[Stored data entries]

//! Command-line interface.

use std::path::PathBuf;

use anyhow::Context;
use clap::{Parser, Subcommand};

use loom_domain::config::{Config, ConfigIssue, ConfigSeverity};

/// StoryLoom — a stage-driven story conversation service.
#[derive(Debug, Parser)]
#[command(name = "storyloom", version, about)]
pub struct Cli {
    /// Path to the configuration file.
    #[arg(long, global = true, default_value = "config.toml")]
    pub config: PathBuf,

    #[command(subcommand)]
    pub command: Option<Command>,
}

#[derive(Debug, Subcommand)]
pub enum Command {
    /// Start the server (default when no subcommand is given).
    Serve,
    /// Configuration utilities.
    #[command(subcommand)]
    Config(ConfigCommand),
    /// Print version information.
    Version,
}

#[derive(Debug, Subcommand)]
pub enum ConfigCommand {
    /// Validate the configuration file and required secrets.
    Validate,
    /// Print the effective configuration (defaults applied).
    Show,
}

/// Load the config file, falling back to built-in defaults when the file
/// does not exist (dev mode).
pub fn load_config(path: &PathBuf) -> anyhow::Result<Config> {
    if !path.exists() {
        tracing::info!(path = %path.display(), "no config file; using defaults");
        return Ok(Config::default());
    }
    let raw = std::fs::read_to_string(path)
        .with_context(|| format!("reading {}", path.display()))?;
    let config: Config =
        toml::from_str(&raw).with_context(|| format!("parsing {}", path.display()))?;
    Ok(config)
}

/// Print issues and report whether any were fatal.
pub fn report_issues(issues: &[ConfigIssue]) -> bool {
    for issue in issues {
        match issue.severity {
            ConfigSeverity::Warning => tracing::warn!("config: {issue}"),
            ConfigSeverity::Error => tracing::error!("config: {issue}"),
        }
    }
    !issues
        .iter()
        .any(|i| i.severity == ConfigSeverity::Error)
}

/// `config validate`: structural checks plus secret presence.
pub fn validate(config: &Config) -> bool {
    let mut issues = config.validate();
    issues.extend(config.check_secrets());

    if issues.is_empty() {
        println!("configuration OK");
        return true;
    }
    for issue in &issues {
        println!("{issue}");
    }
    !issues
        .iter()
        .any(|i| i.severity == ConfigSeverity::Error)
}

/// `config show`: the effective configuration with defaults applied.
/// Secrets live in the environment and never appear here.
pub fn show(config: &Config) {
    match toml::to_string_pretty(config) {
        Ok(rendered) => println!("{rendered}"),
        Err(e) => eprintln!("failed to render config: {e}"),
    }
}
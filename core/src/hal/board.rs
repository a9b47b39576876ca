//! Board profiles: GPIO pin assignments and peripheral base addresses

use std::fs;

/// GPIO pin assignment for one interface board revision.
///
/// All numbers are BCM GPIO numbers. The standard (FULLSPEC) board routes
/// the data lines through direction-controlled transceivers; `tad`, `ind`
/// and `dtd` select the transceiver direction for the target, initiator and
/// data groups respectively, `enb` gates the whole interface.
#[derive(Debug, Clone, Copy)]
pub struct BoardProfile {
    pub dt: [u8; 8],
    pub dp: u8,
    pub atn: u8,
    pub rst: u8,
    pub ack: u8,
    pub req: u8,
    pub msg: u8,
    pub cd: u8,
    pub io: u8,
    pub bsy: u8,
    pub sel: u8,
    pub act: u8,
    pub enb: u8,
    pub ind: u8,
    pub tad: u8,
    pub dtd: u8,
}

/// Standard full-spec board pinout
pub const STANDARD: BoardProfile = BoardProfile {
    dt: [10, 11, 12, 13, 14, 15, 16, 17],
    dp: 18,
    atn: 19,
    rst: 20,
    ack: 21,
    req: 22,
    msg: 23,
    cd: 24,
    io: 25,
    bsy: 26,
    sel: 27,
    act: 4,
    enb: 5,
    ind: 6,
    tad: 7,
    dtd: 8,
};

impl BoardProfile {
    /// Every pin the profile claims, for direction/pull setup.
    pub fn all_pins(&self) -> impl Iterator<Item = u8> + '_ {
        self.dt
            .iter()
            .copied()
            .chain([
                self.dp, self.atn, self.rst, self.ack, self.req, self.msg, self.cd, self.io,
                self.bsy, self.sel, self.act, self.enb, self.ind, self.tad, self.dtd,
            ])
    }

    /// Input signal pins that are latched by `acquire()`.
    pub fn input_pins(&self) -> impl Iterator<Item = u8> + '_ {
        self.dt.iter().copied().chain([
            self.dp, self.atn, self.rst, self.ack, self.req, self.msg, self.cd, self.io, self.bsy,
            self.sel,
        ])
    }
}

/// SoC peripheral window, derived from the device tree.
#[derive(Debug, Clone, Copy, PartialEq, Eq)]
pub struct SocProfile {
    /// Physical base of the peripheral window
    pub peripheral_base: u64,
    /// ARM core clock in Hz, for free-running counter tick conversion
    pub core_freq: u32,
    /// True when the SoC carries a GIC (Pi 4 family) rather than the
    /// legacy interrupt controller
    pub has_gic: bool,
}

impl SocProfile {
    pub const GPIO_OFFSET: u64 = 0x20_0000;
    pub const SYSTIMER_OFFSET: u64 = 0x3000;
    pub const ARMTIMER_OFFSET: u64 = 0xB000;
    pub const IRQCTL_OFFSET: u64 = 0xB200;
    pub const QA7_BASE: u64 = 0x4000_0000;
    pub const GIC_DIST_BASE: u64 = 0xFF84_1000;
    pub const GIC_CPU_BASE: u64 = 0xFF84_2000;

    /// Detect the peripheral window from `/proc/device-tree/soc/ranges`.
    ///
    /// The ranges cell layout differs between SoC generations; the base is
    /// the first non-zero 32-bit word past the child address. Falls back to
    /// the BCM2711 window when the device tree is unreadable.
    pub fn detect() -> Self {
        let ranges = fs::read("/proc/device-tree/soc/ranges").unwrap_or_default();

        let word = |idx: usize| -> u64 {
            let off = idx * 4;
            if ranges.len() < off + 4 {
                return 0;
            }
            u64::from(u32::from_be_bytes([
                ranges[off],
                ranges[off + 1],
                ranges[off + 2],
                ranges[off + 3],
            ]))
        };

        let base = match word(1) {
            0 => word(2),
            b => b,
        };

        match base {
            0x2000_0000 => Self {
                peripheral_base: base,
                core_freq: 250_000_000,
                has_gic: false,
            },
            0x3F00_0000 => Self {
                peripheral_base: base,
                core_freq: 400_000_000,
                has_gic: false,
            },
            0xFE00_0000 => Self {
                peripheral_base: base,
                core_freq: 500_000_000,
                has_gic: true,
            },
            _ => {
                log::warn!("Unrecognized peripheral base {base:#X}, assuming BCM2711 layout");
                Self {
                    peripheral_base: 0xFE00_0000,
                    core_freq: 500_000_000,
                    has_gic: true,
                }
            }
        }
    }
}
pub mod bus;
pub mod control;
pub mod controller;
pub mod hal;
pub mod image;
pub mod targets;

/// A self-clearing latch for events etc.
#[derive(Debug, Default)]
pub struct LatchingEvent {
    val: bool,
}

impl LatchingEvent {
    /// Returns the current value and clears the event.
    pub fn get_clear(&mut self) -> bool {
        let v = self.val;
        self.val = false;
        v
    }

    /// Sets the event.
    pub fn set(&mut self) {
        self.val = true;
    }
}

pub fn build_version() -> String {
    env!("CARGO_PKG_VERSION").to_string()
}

Task prompt
Whenever a line in the records contains the word "anyhow", copy that line.

Written answer
use anyhow::Context;
pub fn load_config(path: &PathBuf) -> anyhow::Result<Config> {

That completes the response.